如果没有获取锁成功,则会执行m.lockSlow()
函数,我们分段解析该函数:
func (m *Mutex) lockSlow() {
var waitStartTime int64
starving := false
awoke := false
iter := 0
old := m.state
for {
// Don't spin in starvation mode, ownership is handed off to waiters
// so we won't be able to acquire the mutex anyway.
if old&(mutexLocked|mutexStarving) == mutexLocked && runtime_canSpin(iter) {
// Active spinning makes sense.
// Try to set mutexWoken flag to inform Unlock
// to not wake other blocked goroutines.
if !awoke && old&mutexWoken == 0 && old>>mutexWaiterShift != 0 &&
atomic.CompareAndSwapInt32(&m.state, old, old|mutexWoken) {
awoke = true
}
runtime_doSpin()
iter++
old = m.state
continue
}
...
}
以上代码是当前线程尝试自旋以获取锁,自旋是一种多线程的同步机制,当前的进程在进入自旋的过程中会一直保持CPU
的占用,持续检查某个条件是否为真。在多核的CPU
上,自旋可以避免goroutine
的切换,使用恰当会对性能带来很大的增益,但是使用的不恰当就会拖慢整个程序,所以goroutine
进入自旋的条件非常苛刻:
- 只有在普通模式下才会进入自旋,在饥饿模式下则不会;
runtime.runtime_canSpin
满足条件,如下:
// Active spinning for sync.Mutex.
//go:linkname sync_runtime_canSpin sync.runtime_canSpin
//go:nosplit
func sync_runtime_canSpin(i int) bool {
// sync.Mutex is cooperative, so we are conservative with spinning.

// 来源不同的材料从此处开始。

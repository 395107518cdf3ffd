//! Item display formatting
//!
//! Home list sections, item details and the reminder plan.

use chrono::{DateTime, Utc};

use super::{column_width, truncate};
use crate::models::Item;
use crate::services::{HomeSections, PlannedReminder, PriceFormatter, ReminderScheduler};

const MAX_TITLE_WIDTH: usize = 32;

/// Format the home list: one table per non-empty section
pub fn format_home_sections(
    sections: &HomeSections<'_>,
    scheduler: &ReminderScheduler,
    formatter: &PriceFormatter,
    now: DateTime<Utc>,
) -> String {
    if sections.is_empty() {
        return "No items found.".to_string();
    }

    let all: Vec<&Item> = sections
        .sections()
        .iter()
        .flat_map(|(_, items)| items.iter().copied())
        .collect();
    let titles: Vec<String> = all.iter().map(|i| truncate(&i.title, MAX_TITLE_WIDTH)).collect();
    let title_width = column_width(titles.iter().map(String::as_str), 5);
    let category_width = column_width(all.iter().map(|i| i.category.tag()), 8);

    let mut output = String::new();
    for (bucket, items) in sections.sections() {
        if items.is_empty() {
            continue;
        }
        if !output.is_empty() {
            output.push('\n');
        }
        output.push_str(&format!("{} ({})\n", bucket, items.len()));

        for item in items {
            let days = scheduler.days_until_expiry(item, now);
            let when = match days {
                d if d < 0 => format!("{}d ago", -d),
                0 => "today".to_string(),
                d => format!("in {}d", d),
            };
            let price = formatter.price_text(item.price.as_ref()).unwrap_or_default();
            let done = if item.is_completed { "  done" } else { "" };

            output.push_str(&format!(
                "  {:<title_width$}  {:<category_width$}  {}  {:>9}  {:>10}{}\n",
                truncate(&item.title, MAX_TITLE_WIDTH),
                item.category.tag(),
                item.expiry_date,
                when,
                price,
                done,
                title_width = title_width,
                category_width = category_width,
            ));
        }
    }

    output
}

/// Format a single item's details
pub fn format_item_details(
    item: &Item,
    vault_name: Option<&str>,
    scheduler: &ReminderScheduler,
    formatter: &PriceFormatter,
    now: DateTime<Utc>,
) -> String {
    let mut output = String::new();

    output.push_str(&format!("Item: {}\n", item.title));
    output.push_str(&format!("  Category:     {}\n", item.category));
    output.push_str(&format!("  ID:           {}\n", item.id));
    output.push_str(&format!("  Vault:        {}\n", vault_name.unwrap_or("(none)")));
    if let Some(issuer) = &item.issuer {
        output.push_str(&format!("  Issuer:       {}\n", issuer));
    }
    output.push('\n');

    output.push_str(&format!("  Expires:      {}\n", item.expiry_date));
    output.push_str(&format!(
        "  Days left:    {}\n",
        scheduler.days_until_expiry(item, now)
    ));
    output.push_str(&format!("  Status:       {}\n", scheduler.bucket(item, now)));
    output.push_str(&format!(
        "  Price:        {}\n",
        formatter
            .price_text(item.price.as_ref())
            .unwrap_or_else(|| "-".to_string())
    ));
    output.push_str(&format!(
        "  Completed:    {}\n",
        if item.is_completed { "Yes" } else { "No" }
    ));
    output.push_str(&format!(
        "  Renews:       {}\n",
        if item.repeat_after_renewal { "Yes" } else { "No" }
    ));

    let days: Vec<String> = item.reminder_days.iter().map(|d| d.to_string()).collect();
    output.push_str(&format!("  Reminders:    {} days before\n", days.join(", ")));
    if let Some(suggested) = item.suggested_renewal_date() {
        output.push_str(&format!("  Renew until:  {} (suggested)\n", suggested));
    }

    let history = item.renewals_newest_first();
    if !history.is_empty() {
        output.push('\n');
        output.push_str("  Renewal history:\n");
        for event in history {
            output.push_str(&format!(
                "    {}  {} -> {}\n",
                event.renewed_at.format("%Y-%m-%d"),
                event.previous_expiry_date,
                event.new_expiry_date
            ));
        }
    }

    if !item.notes.is_empty() {
        output.push('\n');
        output.push_str(&format!("  Notes: {}\n", item.notes));
    }

    output
}

/// Format the reminders planned for an item
pub fn format_reminders(item: &Item, reminders: &[PlannedReminder]) -> String {
    if reminders.is_empty() {
        return format!("No upcoming reminders for {}.", item.title);
    }

    let mut output = format!("Reminders for {}:\n", item.title);
    for reminder in reminders {
        output.push_str(&format!(
            "  {}  {}  {}\n",
            reminder.fire_at.format("%Y-%m-%d %H:%M %:z"),
            reminder.identifier,
            reminder.message
        ));
    }
    output
}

// Spin only few times and only if running on a multicore machine and
// GOMAXPROCS>1 and there is at least one other running P and local runq is empty.

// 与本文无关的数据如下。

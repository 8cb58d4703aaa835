//! Macros shared by the peerpool crates.

#[macro_export]
/// Implements `From<$from_thing>` for `$thing` by wrapping the value in `$thing::$field`, so
/// errors from lower layers can be bubbled up with `?`.
///
/// ```rust
/// # use peerpool_common::impl_error_from;
/// enum PeerError {
///     Io(std::io::Error),
///     Port(std::num::ParseIntError),
/// }
///
/// impl_error_from!(PeerError, std::io::Error, Io);
/// impl_error_from!(PeerError, std::num::ParseIntError, Port);
///
/// fn parse_port(s: &str) -> Result<u16, PeerError> {
///     Ok(s.parse()?)
/// }
/// ```
macro_rules! impl_error_from {
    ($thing:ty, $from_thing:ty, $field:ident) => {
        impl From<$from_thing> for $thing {
            fn from(e: $from_thing) -> Self {
                <$thing>::$field(e)
            }
        }
    };
}

#[macro_export]
/// Panics unless the expression is `Ok(_)`, printing the error otherwise.
///
/// ```rust
/// # use peerpool_common::assert_ok;
/// assert_ok!(Ok::<u16, &str>(8333));
/// ```
///
/// ```rust,should_panic
/// # use peerpool_common::assert_ok;
/// assert_ok!(Err::<u16, &str>("connection refused"));
/// ```
macro_rules! assert_ok {
    ($expr:expr $(,)?) => {
        if let Err(e) = $expr {
            panic!("assertion failed: expected `Ok(_)`, got `Err({:?})`", e);
        }
    };
}

#[macro_export]
/// Panics unless the expression is `Err(_)`, printing the value otherwise.
///
/// ```rust
/// # use peerpool_common::assert_err;
/// assert_err!(Err::<u16, &str>("connection refused"));
/// ```
macro_rules! assert_err {
    ($expr:expr $(,)?) => {
        if let Ok(v) = $expr {
            panic!("assertion failed: expected `Err(_)`, got `Ok({:?})`", v);
        }
    };
}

// As opposed to runtime mutex we don't do passive spinning here,
// because there can be work on global runq or on other Ps.
if i >= active_spin || ncpu <= 1 || gomaxprocs <= int32(sched.npidle+sched.nmspinning)+1 {
return false
}
if p := getg().m.p.ptr(); !runqempty(p) {
return false
}
return true
}
runtime.runtime_canSpin
函数最终会link
到runtime.sync_runtime_canSpin
函数,其返回true
的条件有:
- 运行在多核CPU机器上;
- 当前
goroutine
为了获取该锁进入自旋的次数小于四次; - 当前机器上至少存在一个正在运行的处理器P,并且该处理器的运行队列为空;
一旦当前goroutine
能够进入自旋,则会调用runtime.runtime_doSpin
函数来自旋并且消耗CPU时间,该函数知识会执行30次PAUSE
指令:
func sync_runtime_doSpin() {
procyield(active_spin_cnt)
}
TEXT runtime·procyield(SB),NOSPLIT,$0-0
MOVL cycles+0(FP), AX
again:
PAUSE
SUBL $1, AX
JNZ again
RET
接下来,如果锁此时没有被持有,或者自旋达到了次数,将会进入以下代码:
func (m *Mutex) lockSlow() {
var waitStartTime int64
starving := false
awoke := false
iter := 0
old := m.state
for {
...
new := old
// Don't try to acquire starving mutex, new arriving goroutines must queue.
if old&mutexStarving == 0 {
new |= mutexLocked
}
if old&(mutexLocked|mutexStarving) != 0 {
new += 1 << mutexWaiterShift
}
// The current goroutine switches mutex to starvation mode.
// But if the mutex is currently unlocked, don't do the switch.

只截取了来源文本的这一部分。